In summary, many research studies are flawed, some fatally flawed and useless
while the flaws in others are not fatal. One can always check the systematic
reviews on the Cochrane Collaboration website (www.cochrane.org ) to see how
many crappy treatment/intervention studies have been published because the
researchers did not address the different types of threats to the validity of
the study. Trying to claim that all studies are invalid or all studies are
valid is logically invalid from an inductive perspective -- it is as foolish as
claiming that "All swans are white". Those without experience with black swans
will swear the "all swans are white" if that has been their lifelong experience.
-Mike Palij
New York University
[email protected]
------------------ Original Messages ------------------------------ On Mon, 12
Sep 2011 23:24:29 -0700, Mike Williams wrote:
Hello All.
When I was a grad student, we were conducting a clinical trial of Imipramine vs
Xanex in the treatment of severe depression. The study was conducted on an
inpatient research unit in the hospital. The patients lived there and I
noticed that they would sit in the day room in the evenings and discuss their
treatment. Although the medications were assigned randomly and the researchers
did not know the assignment, the patients with dry mouth and constipation knew
they were taking the medications. Those given placebo knew this because they
did not suffer constipation and dry mouth (the anticholinergic side effects).

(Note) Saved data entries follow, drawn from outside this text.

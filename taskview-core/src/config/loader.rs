//! Configuration Loading for TaskView.
//!
//! [`ConfigLoader`] locates, parses, merges and validates the [`TaskViewConfig`].
//!
//! ## Sources
//!
//! 1. The system file (`/etc/taskview/config.toml`, or `$TASKVIEW_SYSTEM_CONFIG`).
//! 2. The user file (`config.toml` in the application config directory, or
//!    `$TASKVIEW_CONFIG`).
//!
//! Both are optional. Tables are merged key by key with the user file taking
//! precedence; when neither exists the defaults are used. Finally
//! `$TASKVIEW_STORE_URL`, when set, replaces `store.base_url`.
//!
//! ## Validation
//!
//! - Log level and format are normalized to lower case and checked.
//! - `store.base_url` must be an `http://` or `https://` URL; a trailing `/` is dropped.
//! - Timeouts must be non-zero and the credential key non-empty.
//! - Relative log paths resolve against the state directory, relative credential
//!   paths against the data directory.

use std::env;
use std::fs;
use std::path::Path;
use toml::Value;
use tracing::debug;

use crate::config::TaskViewConfig;
use crate::error::{ConfigError, CoreError};
use crate::utils::fs as tv_fs;
use crate::utils::paths::{
    get_app_data_dir, get_app_state_dir, get_system_config_path, get_user_config_path,
};

/// Environment variable that replaces `store.base_url`.
pub const STORE_URL_ENV: &str = "TASKVIEW_STORE_URL";

const VALID_LEVELS: [&str; 5] = ["trace", "debug", "info", "warn", "error"];
const VALID_FORMATS: [&str; 2] = ["text", "json"];

/// Namespace for configuration loading; see the module docs.
pub struct ConfigLoader;

impl ConfigLoader {
    /// Loads the system and user files from their standard (or overridden) locations,
    /// applies environment overrides and validates the result.
    ///
    /// # Errors
    ///
    /// - [`ConfigError::ReadError`] when a file exists but cannot be read.
    /// - [`ConfigError::ParseError`] for invalid TOML or unknown fields.
    /// - [`ConfigError::ValidationError`] for out-of-range values.
    /// - [`ConfigError::DirectoryUnavailable`] when a base directory cannot be determined.
    pub fn load() -> Result<TaskViewConfig, CoreError> {
        let system_path = get_system_config_path();
        let user_path = get_user_config_path()?;
        let mut config = Self::merge_sources(Some(&system_path), Some(&user_path))?;
        Self::apply_store_url_override(&mut config, env::var(STORE_URL_ENV).ok());
        Self::validate_config(&mut config)?;
        Ok(config)
    }

    /// Loads a single explicit file (e.g. a `--config` argument), ignoring the
    /// system file. A missing file is an error here, unlike in [`Self::load`].
    pub fn load_from_file(path: &Path) -> Result<TaskViewConfig, CoreError> {
        if !path.exists() {
            return Err(CoreError::Config(ConfigError::ReadError {
                path: path.to_path_buf(),
                source: std::io::Error::new(
                    std::io::ErrorKind::NotFound,
                    "configuration file does not exist",
                ),
            }));
        }
        let mut config = Self::merge_sources(None, Some(path))?;
        Self::apply_store_url_override(&mut config, env::var(STORE_URL_ENV).ok());
        Self::validate_config(&mut config)?;
        Ok(config)
    }

    /// Reads and merges the two optional sources without validating.
    pub fn merge_sources(
        system_path: Option<&Path>,
        user_path: Option<&Path>,
    ) -> Result<TaskViewConfig, CoreError> {
        let system_value = match system_path {
            Some(path) => Self::read_toml_value(path)?,
            None => None,
        };
        let user_value = match user_path {
            Some(path) => Self::read_toml_value(path)?,
            None => None,
        };

        match Self::merge_toml_values(system_value, user_value) {
            Some(value) => value
                .try_into::<TaskViewConfig>()
                .map_err(|e| CoreError::Config(ConfigError::ParseError(e))),
            None => {
                debug!("No configuration files found, using defaults");
                Ok(TaskViewConfig::default())
            }
        }
    }

    /// Parses a TOML document and validates it; no files are touched except for
    /// creating the log directory.
    pub fn from_toml_str(content: &str) -> Result<TaskViewConfig, CoreError> {
        let mut config: TaskViewConfig =
            toml::from_str(content).map_err(|e| CoreError::Config(ConfigError::ParseError(e)))?;
        Self::validate_config(&mut config)?;
        Ok(config)
    }

    fn read_toml_value(path: &Path) -> Result<Option<Value>, CoreError> {
        match fs::read_to_string(path) {
            Ok(content) if content.trim().is_empty() => Ok(None),
            Ok(content) => {
                debug!(path = %path.display(), "Reading configuration file");
                content
                    .parse::<Value>()
                    .map(Some)
                    .map_err(|e| CoreError::Config(ConfigError::ParseError(e)))
            }
            Err(e) if e.kind() == std::io::ErrorKind::NotFound => Ok(None),
            Err(e) => Err(CoreError::Config(ConfigError::ReadError {
                path: path.to_path_buf(),
                source: e,
            })),
        }
    }

    /// Merges two optional TOML values. `override_val` takes precedence.
    fn merge_toml_values(base: Option<Value>, override_val: Option<Value>) -> Option<Value> {
        match (base, override_val) {
            (None, None) => None,
            (Some(b), None) => Some(b),
            (None, Some(o)) => Some(o),
            (Some(Value::Table(mut base_table)), Some(Value::Table(override_table))) => {
                Self::merge_toml_tables(&mut base_table, &override_table);
                Some(Value::Table(base_table))
            }
            (_, Some(o)) => Some(o),
        }
    }

    /// Recursively merges `override_table` into `base_table`.
    fn merge_toml_tables(
        base_table: &mut toml::map::Map<String, Value>,
        override_table: &toml::map::Map<String, Value>,
    ) {
        for (key, override_item) in override_table {
            match base_table.get_mut(key) {
                Some(base_item) => {
                    if let (Value::Table(bt), Value::Table(ot)) = (&mut *base_item, override_item) {
                        Self::merge_toml_tables(bt, ot);
                    } else {
                        *base_item = override_item.clone();
                    }
                }
                None => {
                    base_table.insert(key.clone(), override_item.clone());
                }
            }
        }
    }

    fn apply_store_url_override(config: &mut TaskViewConfig, url: Option<String>) {
        if let Some(url) = url.filter(|u| !u.trim().is_empty()) {
            debug!(base_url = %url, "Store URL overridden from environment");
            config.store.base_url = url.trim().to_string();
        }
    }

    /// Validates `config` in place, normalizing values and resolving relative paths.
    pub fn validate_config(config: &mut TaskViewConfig) -> Result<(), CoreError> {
        let level = config.logging.level.to_lowercase();
        if !VALID_LEVELS.contains(&level.as_str()) {
            return Err(validation(format!(
                "Invalid log level: '{}'. Must be one of trace, debug, info, warn, error.",
                config.logging.level
            )));
        }
        config.logging.level = level;

        let format = config.logging.format.to_lowercase();
        if !VALID_FORMATS.contains(&format.as_str()) {
            return Err(validation(format!(
                "Invalid log format: '{}'. Must be one of text, json.",
                config.logging.format
            )));
        }
        config.logging.format = format;

        if let Some(path) = &config.logging.file_path {
            let absolute = if path.is_absolute() {
                path.clone()
            } else {
                get_app_state_dir()?.join(path)
            };
            if let Some(parent) = absolute.parent() {
                if !parent.exists() {
                    tv_fs::ensure_dir_exists(parent)?;
                }
            }
            config.logging.file_path = Some(absolute);
        }

        let base_url = config.store.base_url.trim().trim_end_matches('/').to_string();
        let has_scheme = base_url.starts_with("http://") || base_url.starts_with("https://");
        let host_part = base_url.splitn(2, "://").nth(1).unwrap_or("");
        if !has_scheme || host_part.is_empty() {
            return Err(validation(format!(
                "Invalid store base_url: '{}'. Must be an http:// or https:// URL.",
                config.store.base_url
            )));
        }
        config.store.base_url = base_url;

        if config.store.connect_timeout_secs == 0 || config.store.request_timeout_secs == 0 {
            return Err(validation("Store timeouts must be greater than zero.".to_string()));
        }

        let key = config.credentials.key.trim();
        if key.is_empty() {
            return Err(validation("Credential key must not be empty.".to_string()));
        }
        config.credentials.key = key.to_string();

        if let Some(path) = &config.credentials.file_path {
            if !path.is_absolute() {
                config.credentials.file_path = Some(get_app_data_dir()?.join(path));
            }
        }

        Ok(())
    }
}

fn validation(message: String) -> CoreError {
    CoreError::Config(ConfigError::ValidationError(message))
}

The patients knew which treatment they were receiving and they communicated
this to the investigators because the investigators constantly monitored the
side effects. The constant monitoring of side effects unblinds the study.
This happens in every clinical trial of psychotropic medications.
This problem is even more obvious in every clinical trial of psychotherapy.
All these studies are invalid.
I could explain why they are invalidated by referring to the gigantic
literature on expectation biases.
Since all the dependent measures involve a judgement by the patient or the
investigator that the disorder got better or worse, they are all influenced by
the expectation bias that the treatment worked. I think many subjects want to
help the researchers and they endorse small positive changes on the dependent
measures. The people who get placebo behave consistent with this because they
know they never got treatment.
All the investigators have to do is anonymously survey the subjects. The
results will blow their minds. To my knowledge, this obvious, simple
assessment has never been made.
Now you may be able to understand why the treatment effect size today for
antidepressants is the same as the placebo effect for some studies in the past
- its all noise.
Mike Williams
______________________________________________________
Hi Mike:
This is a very interesting point but I am not sure that I follow the argument
completely. Please expand your argument, dotting the 'i's and crossing the
't's.
Ken
On 9/12/2011 3:00 AM, Mike Wiliams wrote:
Clinical Psychology psychotherapy and psychotropic medication therapies will
never have sufficient empirical support simply because the subjects are never
blind to the treatment condition.
*************************
All the
investigators are doing is training the subjects to endorse change on the
dependent measures.
**************************
That's why the meta-analyses conclude that
any therapy is effective. I have never seen an analysis that addressed this
research problem. It's similar to the obesity researchers who never notice that
their entire field is based on the dieting behavior of young women.